In seguito alla nascita del secondo figlio, bello e paffuto com’era stato il primo, la signora Sara Longo, comincia a rivolgere al “figlio delle Donne”, come il bambino cambiato aveva cominciato ad essere chiamato dalle donne del paese, di tanto in tanto, qualche fugace occhiata pietosa, occhiata puntualmente seguita dall’immancabile esclamazione:

“Che croce!”

Ogni tanto alla signora Sara Longo capitava ancora di versare qualche lacrima al pensiero di figliolo scambiato; figlio del quale aveva preso a ricevere buone nuove da Vanna Scoma, la quale ora arrivava, pur se i suoi servigi non fossero più richiesti, di sua sponte, nella speranza di riuscire a scroccare qualcosa.

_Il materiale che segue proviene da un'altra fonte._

// Auth API library

pub mod config;
pub mod db;
pub mod error;
pub mod handlers;
pub mod middleware;
pub mod models;
pub mod security;
pub mod services;

pub use error::{AppError, Result};

use crate::config::Config;
use crate::services::email::EmailService;

#[derive(Clone)]
pub struct AppState {
    pub db: sqlx::PgPool,
    pub config: Config,
    pub mailer: EmailService,
}
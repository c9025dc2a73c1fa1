use serde::Deserialize;

#[derive(Debug, Clone, Deserialize)]
pub struct Config {
    pub server: ServerSettings,
    pub database: DatabaseSettings,
    pub auth: AuthSettings,
    pub email: EmailSettings,
}

#[derive(Debug, Clone, Deserialize)]
pub struct ServerSettings {
    #[serde(default = "default_host")]
    pub host: String,
    #[serde(default = "default_port")]
    pub port: u16,
}

#[derive(Debug, Clone, Deserialize)]
pub struct DatabaseSettings {
    pub url: String,
    #[serde(default = "default_max_connections")]
    pub max_connections: u32,
}

#[derive(Debug, Clone, Deserialize)]
pub struct AuthSettings {
    /// Server-wide secret mixed with the user's password hash to derive
    /// the per-user token signing key.
    pub token_secret: String,
    #[serde(default = "default_verification_ttl_minutes")]
    pub verification_ttl_minutes: i64,
    #[serde(default = "default_access_ttl_days")]
    pub access_ttl_days: i64,
    /// When true, login is refused until the account's email is verified.
    #[serde(default)]
    pub require_verified_email: bool,
    /// Mark cookies Secure. Off by default so local HTTP works.
    #[serde(default)]
    pub secure_cookies: bool,
}

#[derive(Debug, Clone, Deserialize)]
pub struct EmailSettings {
    /// Empty host puts the mailer in no-op mode (codes are logged only).
    #[serde(default)]
    pub smtp_host: String,
    #[serde(default = "default_smtp_port")]
    pub smtp_port: u16,
    #[serde(default)]
    pub smtp_username: Option<String>,
    #[serde(default)]
    pub smtp_password: Option<String>,
    #[serde(default = "default_smtp_from")]
    pub smtp_from: String,
}

fn default_host() -> String {
    "0.0.0.0".to_string()
}

fn default_port() -> u16 {
    8080
}

fn default_max_connections() -> u32 {
    10
}

fn default_verification_ttl_minutes() -> i64 {
    10
}

fn default_access_ttl_days() -> i64 {
    7
}

fn default_smtp_port() -> u16 {
    587
}

fn default_smtp_from() -> String {
    "Auth API <no-reply@localhost>".to_string()
}

impl Config {
    pub fn load() -> anyhow::Result<Self> {
        dotenvy::dotenv().ok();

        let config = config::Config::builder()
            .add_source(config::Environment::default().separator("__"))
            .set_default("server.host", "0.0.0.0")?
            .set_default("server.port", 8080)?
            .set_default("database.url", "postgres://localhost/auth_api")?
            .set_default("database.max_connections", 10)?
            .set_default("auth.token_secret", "development-secret-change-in-production")?
            .set_default("auth.verification_ttl_minutes", 10)?
            .set_default("auth.access_ttl_days", 7)?
            .set_default("auth.require_verified_email", false)?
            .set_default("auth.secure_cookies", false)?
            .set_default("email.smtp_host", "")?
            .set_default("email.smtp_port", 587)?
            .set_default("email.smtp_from", "Auth API <no-reply@localhost>")?
            .build()?;

        Ok(config.try_deserialize()?)
    }
}

impl AuthSettings {
    pub fn verification_ttl(&self) -> chrono::Duration {
        chrono::Duration::minutes(self.verification_ttl_minutes)
    }

    pub fn access_ttl(&self) -> chrono::Duration {
        chrono::Duration::days(self.access_ttl_days)
    }
}
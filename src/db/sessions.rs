/// Session database operations
use sqlx::PgPool;
use uuid::Uuid;

use crate::error::Result;
use crate::models::Session;

pub async fn create(
    pool: &PgPool,
    jti: &str,
    user_id: Uuid,
    token_fingerprint: &str,
) -> Result<Session> {
    let session = sqlx::query_as::<_, Session>(
        r#"
        INSERT INTO sessions (id, user_id, token_fingerprint)
        VALUES ($1, $2, $3)
        RETURNING id, user_id, token_fingerprint, created_at
        "#,
    )
    .bind(jti)
    .bind(user_id)
    .bind(token_fingerprint)
    .fetch_one(pool)
    .await?;

    Ok(session)
}

/// Look up a session by the token's jti and owning user.
pub async fn find(pool: &PgPool, jti: &str, user_id: Uuid) -> Result<Option<Session>> {
    let session = sqlx::query_as::<_, Session>(
        r#"
        SELECT id, user_id, token_fingerprint, created_at
        FROM sessions
        WHERE id = $1 AND user_id = $2
        "#,
    )
    .bind(jti)
    .bind(user_id)
    .fetch_optional(pool)
    .await?;

    Ok(session)
}

/// Delete the session holding this fingerprint. Zero rows affected is not
/// an error; logging out an already-dead session is idempotent.
pub async fn delete_by_fingerprint(
    pool: &PgPool,
    user_id: Uuid,
    token_fingerprint: &str,
) -> Result<u64> {
    let result =
        sqlx::query("DELETE FROM sessions WHERE user_id = $1 AND token_fingerprint = $2")
            .bind(user_id)
            .bind(token_fingerprint)
            .execute(pool)
            .await?;

    Ok(result.rows_affected())
}

/// Forced global logout, used after a password change.
pub async fn delete_all_for_user(pool: &PgPool, user_id: Uuid) -> Result<u64> {
    let result = sqlx::query("DELETE FROM sessions WHERE user_id = $1")
        .bind(user_id)
        .execute(pool)
        .await?;

    Ok(result.rows_affected())
}
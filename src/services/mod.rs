pub mod auth;
pub mod email;
pub mod sessions;
//! HTTP middleware for Nutriroute

pub mod request_id;

pub use request_id::{REQUEST_ID_HEADER, RequestId, request_id_middleware};
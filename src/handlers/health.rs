//! GET /health

use axum::Json;
use serde::Serialize;

#[derive(Debug, Serialize)]
pub struct HealthResponse {
    pub status: &'static str,
    pub version: &'static str,
}

/// Liveness probe
pub async fn health() -> Json<HealthResponse> {
    Json(HealthResponse {
        status: "ok",
        version: env!("CARGO_PKG_VERSION"),
    })
}
//! Query tools dispatched by the orchestrator
//!
//! A tool is a bounded operation that answers one question: `logs` reads the
//! user's structured nutrition rows, `docs` retrieves from the curated
//! knowledge collection. Tools own their failure handling up to the point of
//! a typed error; the orchestrator maps those errors to user-facing strings.

pub mod docs;
pub mod logs;

pub use docs::DocSearchTool;
pub use logs::LogQueryTool;

use crate::backend::FailoverError;
use thiserror::Error;

/// Result of one tool invocation
///
/// `NoRows` is the empty sentinel: no matching data exists for this user and
/// question. It is distinct from a legitimately zero-valued answer ("0
/// calories logged today" is an `Answer`). The orchestrator terminates the
/// turn on the sentinel without re-invoking the tool.
#[derive(Debug, Clone, PartialEq)]
pub enum ToolOutcome {
    Answer(String),
    NoRows,
}

/// Errors a tool can surface to the orchestrator
#[derive(Debug, Error)]
pub enum ToolError {
    /// The model did not produce a usable read-only statement
    #[error("statement generation failed: {0}")]
    StatementGeneration(String),

    /// The statement executed but the store rejected it
    #[error("statement execution failed: {0}")]
    StatementExecution(String),

    /// Every generation backend failed
    #[error(transparent)]
    Backends(#[from] FailoverError),
}

/// True when a JSON rowset carries no real data
///
/// Empty means an empty array or a rowset whose every value is NULL, which is
/// what an aggregate over zero rows produces. A numeric zero is real data.
pub fn is_empty_result(rows: &serde_json::Value) -> bool {
    match rows {
        serde_json::Value::Array(items) => {
            items.is_empty()
                || items.iter().all(|item| match item {
                    serde_json::Value::Object(fields) => {
                        fields.values().all(serde_json::Value::is_null)
                    }
                    serde_json::Value::Null => true,
                    _ => false,
                })
        }
        serde_json::Value::Null => true,
        _ => false,
    }
}
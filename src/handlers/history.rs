//! GET /history/{user_id}

use crate::handlers::AppState;
use crate::history::{HistoryEntry, room_for_user};
use axum::{
    Json,
    extract::{Path, State},
};
use serde::Serialize;

#[derive(Debug, Serialize)]
pub struct HistoryResponse {
    pub history: Vec<HistoryEntry>,
    pub success: bool,
}

/// Return a user's conversation history in insertion order
pub async fn history(
    State(state): State<AppState>,
    Path(user_id): Path<i64>,
) -> Json<HistoryResponse> {
    let room_id = room_for_user(user_id);
    match state.history.entries(&room_id).await {
        Ok(entries) => Json(HistoryResponse {
            history: entries,
            success: true,
        }),
        Err(e) => {
            tracing::warn!(user_id, error = %e, "History read failed");
            Json(HistoryResponse {
                history: Vec::new(),
                success: false,
            })
        }
    }
}
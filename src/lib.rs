//! Nutriroute - hybrid query router for a nutrition-tracking assistant
//!
//! Routes free-text user questions to one of three strategies: a structured
//! lookup against the user's own nutrition logs, a retrieval-grounded answer
//! from the app knowledge base, or direct generation. Generation runs behind
//! an ordered multi-backend failover controller so a quota-limited or
//! unreachable backend degrades latency, not availability.

pub mod backend;
pub mod classifier;
pub mod cli;
pub mod config;
pub mod error;
pub mod handlers;
pub mod history;
pub mod knowledge;
pub mod metrics;
pub mod middleware;
pub mod orchestrator;
pub mod store;
pub mod telemetry;
pub mod tools;

pub use config::Config;
pub use error::{AppError, AppResult};
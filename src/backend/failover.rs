//! Failover controller over the backend registry
//!
//! Exposes a single `invoke(prompt) -> text` operation that walks the ordered
//! registry until one backend answers. The failover cursor is a loop index
//! scoped to one logical call - every `invoke` re-resolves from the top of the
//! registry, so the best-ranked backend is always tried first and no mutable
//! cursor state is ever shared across concurrent queries.
//!
//! Every failure kind advances the cursor. Quota errors and other errors are
//! distinguished only for logging and metrics; a user-facing answer should
//! never stall on a backend that cannot currently serve it.

use crate::backend::{GenerationBackend, GenerationError};
use crate::config::BackendConfig;
use std::sync::Arc;
use std::time::Duration;
use thiserror::Error;

/// Terminal failure for one logical `invoke` call
#[derive(Debug, Error)]
pub enum FailoverError {
    /// Every backend in the registry failed
    ///
    /// Callers (tools, orchestrator) must convert this into an apologetic
    /// response; it must never cross the HTTP boundary as an exception.
    #[error("all {attempted} generation backends exhausted; last error: {last_error}")]
    Exhausted { attempted: usize, last_error: String },
}

/// Ordered multi-backend invoker
pub struct FailoverController {
    backends: Vec<Arc<dyn GenerationBackend>>,
    per_call_timeout: Duration,
}

impl FailoverController {
    /// Build a controller over an already-ordered registry
    ///
    /// Returns an error message suitable for configuration diagnostics when
    /// the registry is empty.
    pub fn new(
        backends: Vec<Arc<dyn GenerationBackend>>,
        per_call_timeout: Duration,
    ) -> crate::error::AppResult<Self> {
        if backends.is_empty() {
            return Err(crate::error::AppError::Config(
                "Failover controller requires a non-empty backend registry".to_string(),
            ));
        }
        Ok(Self {
            backends,
            per_call_timeout,
        })
    }

    /// Build a controller from registry configuration
    ///
    /// `registry` must already be in failover order (see `Config::registry`).
    pub fn from_registry(
        registry: Vec<BackendConfig>,
        timeout_seconds: u64,
    ) -> crate::error::AppResult<Self> {
        let per_call_timeout = Duration::from_secs(timeout_seconds);
        let backends: Vec<Arc<dyn GenerationBackend>> = registry
            .into_iter()
            .map(|config| {
                Arc::new(crate::backend::AgentBackend::new(config, timeout_seconds))
                    as Arc<dyn GenerationBackend>
            })
            .collect();
        Self::new(backends, per_call_timeout)
    }

    /// Number of backends in the registry
    pub fn registry_len(&self) -> usize {
        self.backends.len()
    }

    /// Worst-case wall-clock bound for one `invoke`
    ///
    /// There is no application-level timeout budget across the pipeline, so
    /// the pathological case is every backend timing out in sequence:
    /// `registry length x per-call timeout`.
    pub fn worst_case_invoke_timeout(&self) -> Duration {
        self.per_call_timeout * self.backends.len() as u32
    }

    /// Invoke the registry with deterministic failover
    ///
    /// Walks backends in priority order, short-circuiting on the first
    /// success. Both quota-class and other failures advance to the next
    /// backend. Exhausting the registry is terminal for this call.
    pub async fn invoke(&self, prompt: &str) -> Result<String, FailoverError> {
        let mut last_error: Option<GenerationError> = None;

        // cursor: usize is request-scoped by construction - it lives on this
        // call's stack and restarts at the top of the registry next call.
        for (cursor, backend) in self.backends.iter().enumerate() {
            tracing::debug!(
                backend = %backend.name(),
                cursor = cursor,
                registry_len = self.backends.len(),
                prompt_length = prompt.len(),
                "Attempting generation backend"
            );

            match backend.generate(prompt).await {
                Ok(text) => {
                    crate::metrics::record_backend_attempt(backend.name(), "success");
                    tracing::info!(
                        backend = %backend.name(),
                        cursor = cursor,
                        response_length = text.len(),
                        "Generation succeeded"
                    );
                    return Ok(text);
                }
                Err(e) => {
                    if e.is_quota() {
                        crate::metrics::record_backend_attempt(backend.name(), "quota");
                        tracing::warn!(
                            backend = %backend.name(),
                            cursor = cursor,
                            error = %e,
                            "Backend quota exhausted, advancing failover cursor"
                        );
                    } else {
                        crate::metrics::record_backend_attempt(backend.name(), "error");
                        tracing::warn!(
                            backend = %backend.name(),
                            cursor = cursor,
                            error = %e,
                            "Backend failed, advancing failover cursor"
                        );
                    }
                    last_error = Some(e);
                }
            }
        }

        let last_error = last_error
            .map(|e| e.to_string())
            .unwrap_or_else(|| "no backends attempted".to_string());

        tracing::error!(
            registry_len = self.backends.len(),
            last_error = %last_error,
            "Backend registry exhausted"
        );

        Err(FailoverError::Exhausted {
            attempted: self.backends.len(),
            last_error,
        })
    }
}
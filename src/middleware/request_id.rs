//! Request ID middleware for distributed tracing
//!
//! Generates a unique UUID for each incoming request and makes it available
//! throughout the request lifecycle via Axum extensions.

use axum::{extract::Request, http::HeaderValue, middleware::Next, response::Response};
use uuid::Uuid;

/// Request ID header name
pub const REQUEST_ID_HEADER: &str = "x-request-id";

/// Request ID wrapper type for Axum extensions
#[derive(Debug, Clone, Copy)]
pub struct RequestId(pub Uuid);

impl RequestId {
    /// Generate a new random request ID
    pub fn new() -> Self {
        Self(Uuid::new_v4())
    }

    /// Get the UUID value
    pub fn as_uuid(&self) -> Uuid {
        self.0
    }
}

impl Default for RequestId {
    fn default() -> Self {
        Self::new()
    }
}

impl std::fmt::Display for RequestId {
    fn fmt(&self, f: &mut std::fmt::Formatter<'_>) -> std::fmt::Result {
        write!(f, "{}", self.0)
    }
}

/// Middleware that generates and attaches a request ID to each request
///
/// The request ID is:
/// 1. Generated as a UUID v4
/// 2. Attached to the request via extensions (accessible in handlers)
/// 3. Added to the response headers for client correlation
pub async fn request_id_middleware(mut request: Request, next: Next) -> Response {
    // Generate new request ID
    let request_id = RequestId::new();

    // Log the incoming request with ID
    tracing::debug!(
        request_id = %request_id,
        method = %request.method(),
        uri = %request.uri(),
        "Incoming request"
    );

    // Insert request ID into request extensions
    request.extensions_mut().insert(request_id);

    // Process the request
    let mut response = next.run(request).await;

    // Add request ID to response headers for client correlation
    if let Ok(header_value) = HeaderValue::from_str(&request_id.to_string()) {
        response
            .headers_mut()
            .insert(REQUEST_ID_HEADER, header_value);
    }

    response
}
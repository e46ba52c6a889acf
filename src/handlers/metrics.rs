//! GET /metrics

use axum::http::header::CONTENT_TYPE;
use axum::response::{IntoResponse, Response};

/// Prometheus text exposition of the default registry
pub async fn metrics() -> Response {
    (
        [(CONTENT_TYPE, "text/plain; version=0.0.4")],
        crate::metrics::render(),
    )
        .into_response()
}
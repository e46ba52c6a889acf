//! Prometheus metrics
//!
//! Counters live in the default registry and are exposed as text on
//! `GET /metrics`. Label cardinality stays small: intent names, backend
//! names from config, and a fixed set of stage/outcome labels.

use prometheus::{IntCounterVec, TextEncoder, register_int_counter_vec};
use std::sync::LazyLock;

static QUERIES_TOTAL: LazyLock<IntCounterVec> = LazyLock::new(|| {
    register_int_counter_vec!(
        "nutriroute_queries_total",
        "Queries processed, labeled by classified intent",
        &["intent"]
    )
    .expect("metric registration is infallible at startup")
});

static BACKEND_ATTEMPTS_TOTAL: LazyLock<IntCounterVec> = LazyLock::new(|| {
    register_int_counter_vec!(
        "nutriroute_backend_attempts_total",
        "Generation backend attempts, labeled by backend and outcome",
        &["backend", "outcome"]
    )
    .expect("metric registration is infallible at startup")
});

static SOFT_FAILURES_TOTAL: LazyLock<IntCounterVec> = LazyLock::new(|| {
    register_int_counter_vec!(
        "nutriroute_soft_failures_total",
        "Pipeline failures converted to apology responses, labeled by stage",
        &["stage"]
    )
    .expect("metric registration is infallible at startup")
});

/// Count one processed query by intent
pub fn record_query(intent: &str) {
    QUERIES_TOTAL.with_label_values(&[intent]).inc();
}

/// Count one backend attempt; outcome is "success", "quota", or "error"
pub fn record_backend_attempt(backend: &str, outcome: &str) {
    BACKEND_ATTEMPTS_TOTAL
        .with_label_values(&[backend, outcome])
        .inc();
}

/// Count one internal failure that degraded to a soft response
pub fn record_soft_failure(stage: &str) {
    SOFT_FAILURES_TOTAL.with_label_values(&[stage]).inc();
}

/// Render the default registry in Prometheus text exposition format
pub fn render() -> String {
    let encoder = TextEncoder::new();
    encoder
        .encode_to_string(&prometheus::gather())
        .unwrap_or_default()
}

#[cfg(test)]
mod tests {
    use super::*;

    #[test]
    fn test_counters_accumulate_and_render() {
        record_query("general");
        record_backend_attempt("primary-flash", "success");
        record_soft_failure("backend_exhausted");

        let text = render();
        assert!(text.contains("nutriroute_queries_total"));
        assert!(text.contains("nutriroute_backend_attempts_total"));
        assert!(text.contains("nutriroute_soft_failures_total"));
    }
}
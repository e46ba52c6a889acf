//! POST /ask

use crate::error::{AppError, AppResult};
use crate::handlers::AppState;
use crate::middleware::RequestId;
use crate::orchestrator::Query;
use axum::{Extension, Json, extract::State};
use serde::{Deserialize, Serialize};

/// Queries longer than this are rejected as structurally invalid
const MAX_QUERY_CHARS: usize = 2000;

#[derive(Debug, Deserialize)]
pub struct AskRequest {
    pub query: String,
    pub user_id: i64,
}

#[derive(Debug, Serialize)]
pub struct AskResponse {
    pub response: String,
    pub success: bool,
}

/// Answer one free-text question for a user
///
/// Returns 400 only for structurally invalid requests. Internal pipeline
/// failures come back as 200 with `success = false` and a soft reply.
pub async fn ask(
    State(state): State<AppState>,
    request_id: Option<Extension<RequestId>>,
    Json(request): Json<AskRequest>,
) -> AppResult<Json<AskResponse>> {
    let request_id = request_id.map(|Extension(id)| id).unwrap_or_default();

    let query_text = request.query.trim();
    if query_text.is_empty() {
        return Err(AppError::Validation("query must not be empty".to_string()));
    }
    if request.query.chars().count() > MAX_QUERY_CHARS {
        return Err(AppError::Validation(format!(
            "query exceeds {} characters",
            MAX_QUERY_CHARS
        )));
    }
    if request.user_id <= 0 {
        return Err(AppError::Validation(
            "user_id must be a positive integer".to_string(),
        ));
    }

    tracing::info!(
        request_id = %request_id,
        user_id = request.user_id,
        "Received ask request"
    );

    let query = Query::new(query_text.to_string(), request.user_id);
    let reply = state.orchestrator.process_query(query).await;

    Ok(Json(AskResponse {
        response: reply.text,
        success: reply.success,
    }))
}
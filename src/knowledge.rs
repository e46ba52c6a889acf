//! Document collection client for knowledge retrieval
//!
//! Talks to a Chroma-style vector store over HTTP: the service owns embedding,
//! so retrieval is a single `query` call with the raw question text. The
//! collection is seeded offline; this client only reads.

use async_trait::async_trait;
use serde::{Deserialize, Serialize};
use std::time::Duration;
use thiserror::Error;

/// One retrieved passage
#[derive(Debug, Clone, PartialEq)]
pub struct Document {
    pub text: String,
}

/// Errors from the retrieval service
///
/// All variants are recoverable: the knowledge tool falls back to context-free
/// generation when retrieval is unreachable.
#[derive(Debug, Error)]
pub enum RetrievalError {
    #[error("retrieval request failed: {0}")]
    Request(String),

    #[error("retrieval service returned status {0}")]
    Status(u16),

    #[error("retrieval response malformed: {0}")]
    Malformed(String),
}

/// k-nearest-neighbor lookup over the curated document collection
#[async_trait]
pub trait DocumentIndex: Send + Sync {
    /// Return up to `k` passages most similar to `question`
    async fn similarity_search(
        &self,
        question: &str,
        k: usize,
    ) -> Result<Vec<Document>, RetrievalError>;
}

#[derive(Serialize)]
struct QueryRequest<'a> {
    query_texts: [&'a str; 1],
    n_results: usize,
}

#[derive(Deserialize)]
struct QueryResponse {
    /// One inner list per query text; we always send exactly one
    documents: Vec<Vec<String>>,
}

/// HTTP client for a Chroma-compatible collection endpoint
pub struct ChromaIndex {
    client: reqwest::Client,
    query_url: String,
}

impl ChromaIndex {
    /// Build a client for one named collection
    pub fn new(base_url: &str, collection: &str, timeout_seconds: u64) -> Self {
        let client = reqwest::Client::builder()
            .timeout(Duration::from_secs(timeout_seconds))
            .build()
            .unwrap_or_default();
        let query_url = format!(
            "{}/api/v1/collections/{}/query",
            base_url.trim_end_matches('/'),
            collection
        );
        Self { client, query_url }
    }
}

#[async_trait]
impl DocumentIndex for ChromaIndex {
    async fn similarity_search(
        &self,
        question: &str,
        k: usize,
    ) -> Result<Vec<Document>, RetrievalError> {
        let request = QueryRequest {
            query_texts: [question],
            n_results: k,
        };

        let response = self
            .client
            .post(&self.query_url)
            .json(&request)
            .send()
            .await
            .map_err(|e| RetrievalError::Request(e.to_string()))?;

        let status = response.status();
        if !status.is_success() {
            return Err(RetrievalError::Status(status.as_u16()));
        }

        let body: QueryResponse = response
            .json()
            .await
            .map_err(|e| RetrievalError::Malformed(e.to_string()))?;

        let passages = body
            .documents
            .into_iter()
            .next()
            .ok_or_else(|| RetrievalError::Malformed("missing documents list".to_string()))?;

        Ok(passages
            .into_iter()
            .filter(|text| !text.trim().is_empty())
            .map(|text| Document { text })
            .collect())
    }
}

Pubblicata inizialmente sulla rivista “La riviera ligure” nell’aprile 1902, lo stesso anno della pubblicazione del romanzo “Il turno”, con il titolo “Le nonne”, la novella è stata in seguito pubblicata il 5 agosto 1923 sul Corriere della Sera con il titolo “Il figlio cambiato”, titolo definitivo che manterrà anche quando entrerà a far parte dell’ottava raccolta di “Novelle per un anno”, intitolata “Dal naso al cielo”, pubblicata nel 1925 presso la Bemporad di Firenze.

Il tema del figlio cambiato era tutt’altro che estraneo a Luigi Pirandello il quale si sentiva egli stesso vittima di un tale scambio, prova ne è il fatto che quando Andrea Camilleri scrisse la propria biografia di Luigi Pirandello scelse di intitolarla, proprio “Biografia del figlio cambiato”.